[Your goal]:
Print out the whole listing below exactly as it is written.
══ Data provided ══
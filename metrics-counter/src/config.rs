use std::{collections::BTreeMap, fs, io, path::Path};

use indexmap::IndexMap;
use serde::Deserialize;
use thiserror::Error;

use crate::expression::ParseError;

/// Counter name used when neither a name nor a name expression is configured.
pub const DEFAULT_COUNTER_NAME: &str = "counts";

/// Errors that could occur while loading or validating counter configuration.
#[derive(Debug, Error)]
pub enum ConfigError {
    /// Failed to read the configuration file.
    #[error("failed to read configuration: {0}")]
    Io(#[from] io::Error),

    /// The configuration document could not be parsed.
    #[error("invalid configuration: {0}")]
    Parse(#[from] serde_yaml::Error),

    /// Both a name and a name expression were configured.
    #[error("'name' and 'name-expression' are mutually exclusive")]
    ConflictingName,

    /// The configured counter name was blank.
    #[error("counter name must not be blank")]
    BlankName,

    /// An expression could not be parsed.
    #[error("invalid '{option}': {source}")]
    Expression {
        /// The configuration option holding the expression.
        option: String,

        /// Why the expression is invalid.
        source: ParseError,
    },
}

/// Declarative counter configuration.
///
/// The layout follows the option tree the counter has always been configured with:
///
/// ```yaml
/// name: books
/// message-counter-enabled: true
/// tag:
///   fixed:
///     region: eu
///   expression:
///     category: "#jsonPath(payload, '$..category')"
///   fields:
///     - author
/// ```
///
/// Expressions are kept as source text here and are parsed when the configuration is turned into a
/// [`CounterBuilder`][crate::CounterBuilder].
#[derive(Clone, Debug, Deserialize, PartialEq, Eq)]
#[serde(default, deny_unknown_fields, rename_all = "kebab-case")]
pub struct CounterConfig {
    /// Name used when neither `name` nor `name-expression` is set.
    pub default_name: String,

    /// Literal name of the counter to increment.
    pub name: Option<String>,

    /// Expression, evaluated against each message, that produces the name of the counter to increment.
    pub name_expression: Option<String>,

    /// Whether to also increment a `message.<name>` counter once per message.
    pub message_counter_enabled: bool,

    /// Whether the message counter carries a `counterType=message` tag.
    pub message_counter_tag: bool,

    /// Expression producing the amount to increment tagged counters by, instead of one.
    pub amount_expression: Option<String>,

    /// Fixed and computed tags.
    pub tag: TagConfig,
}

impl Default for CounterConfig {
    fn default() -> Self {
        CounterConfig {
            default_name: DEFAULT_COUNTER_NAME.to_owned(),
            name: None,
            name_expression: None,
            message_counter_enabled: true,
            message_counter_tag: false,
            amount_expression: None,
            tag: TagConfig::default(),
        }
    }
}

/// Tag configuration.
#[derive(Clone, Debug, Default, Deserialize, PartialEq, Eq)]
#[serde(default, deny_unknown_fields)]
pub struct TagConfig {
    /// Tags attached to every increment.
    pub fixed: BTreeMap<String, String>,

    /// Tags computed by evaluating an expression against each message.
    pub expression: IndexMap<String, String>,

    /// Payload fields whose values become tags.
    pub fields: Vec<String>,
}

impl CounterConfig {
    /// Parses configuration from a YAML document.
    ///
    /// # Errors
    ///
    /// If the document is not valid YAML, or holds unknown options, an error is returned.
    pub fn from_yaml_str(yaml: &str) -> Result<Self, ConfigError> {
        Ok(serde_yaml::from_str(yaml)?)
    }

    /// Reads and parses configuration from a YAML file.
    ///
    /// # Errors
    ///
    /// If the file cannot be read or parsed, an error is returned.
    pub fn from_path<P>(path: P) -> Result<Self, ConfigError>
    where
        P: AsRef<Path>,
    {
        let yaml = fs::read_to_string(path)?;
        Self::from_yaml_str(&yaml)
    }
}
═══
[Output for this task]:
filename metrics-counter/src/config.rs
use std::{collections::BTreeMap, fs, io, path::Path};

use indexmap::IndexMap;
use serde::Deserialize;
use thiserror::Error;

use crate::expression::ParseError;

/// Counter name used when neither a name nor a name expression is configured.
pub const DEFAULT_COUNTER_NAME: &str = "counts";

/// Errors that could occur while loading or validating counter configuration.
#[derive(Debug, Error)]
pub enum ConfigError {
    /// Failed to read the configuration file.
    #[error("failed to read configuration: {0}")]
    Io(#[from] io::Error),

    /// The configuration document could not be parsed.
    #[error("invalid configuration: {0}")]
    Parse(#[from] serde_yaml::Error),

    /// Both a name and a name expression were configured.
    #[error("'name' and 'name-expression' are mutually exclusive")]
    ConflictingName,

    /// The configured counter name was blank.
    #[error("counter name must not be blank")]
    BlankName,

    /// An expression could not be parsed.
    #[error("invalid '{option}': {source}")]
    Expression {
        /// The configuration option holding the expression.
        option: String,

        /// Why the expression is invalid.
        source: ParseError,
    },
}

/// Declarative counter configuration.
///
/// The layout follows the option tree the counter has always been configured with:
///
/// ```yaml
/// name: books
/// message-counter-enabled: true
/// tag:
///   fixed:
///     region: eu
///   expression:
///     category: "#jsonPath(payload, '$..category')"
///   fields:
///     - author
/// ```
///
/// Expressions are kept as source text here and are parsed when the configuration is turned into a
/// [`CounterBuilder`][crate::CounterBuilder].
#[derive(Clone, Debug, Deserialize, PartialEq, Eq)]
#[serde(default, deny_unknown_fields, rename_all = "kebab-case")]
pub struct CounterConfig {
    /// Name used when neither `name` nor `name-expression` is set.
    pub default_name: String,

    /// Literal name of the counter to increment.
    pub name: Option<String>,

    /// Expression, evaluated against each message, that produces the name of the counter to increment.
    pub name_expression: Option<String>,

    /// Whether to also increment a `message.<name>` counter once per message.
    pub message_counter_enabled: bool,

    /// Whether the message counter carries a `counterType=message` tag.
    pub message_counter_tag: bool,

    /// Expression producing the amount to increment tagged counters by, instead of one.
    pub amount_expression: Option<String>,

    /// Fixed and computed tags.
    pub tag: TagConfig,
}

impl Default for CounterConfig {
    fn default() -> Self {
        CounterConfig {
            default_name: DEFAULT_COUNTER_NAME.to_owned(),
            name: None,
            name_expression: None,
            message_counter_enabled: true,
            message_counter_tag: false,
            amount_expression: None,
            tag: TagConfig::default(),
        }
    }
}

/// Tag configuration.
#[derive(Clone, Debug, Default, Deserialize, PartialEq, Eq)]
#[serde(default, deny_unknown_fields)]
pub struct TagConfig {
    /// Tags attached to every increment.
    pub fixed: BTreeMap<String, String>,

    /// Tags computed by evaluating an expression against each message.
    pub expression: IndexMap<String, String>,

    /// Payload fields whose values become tags.
    pub fields: Vec<String>,
}

impl CounterConfig {
    /// Parses configuration from a YAML document.
    ///
    /// # Errors
    ///
    /// If the document is not valid YAML, or holds unknown options, an error is returned.
    pub fn from_yaml_str(yaml: &str) -> Result<Self, ConfigError> {
        Ok(serde_yaml::from_str(yaml)?)
    }

    /// Reads and parses configuration from a YAML file.
    ///
    /// # Errors
    ///
    /// If the file cannot be read or parsed, an error is returned.
    pub fn from_path<P>(path: P) -> Result<Self, ConfigError>
    where
        P: AsRef<Path>,
    {
        let yaml = fs::read_to_string(path)?;
        Self::from_yaml_str(&yaml)
    }
}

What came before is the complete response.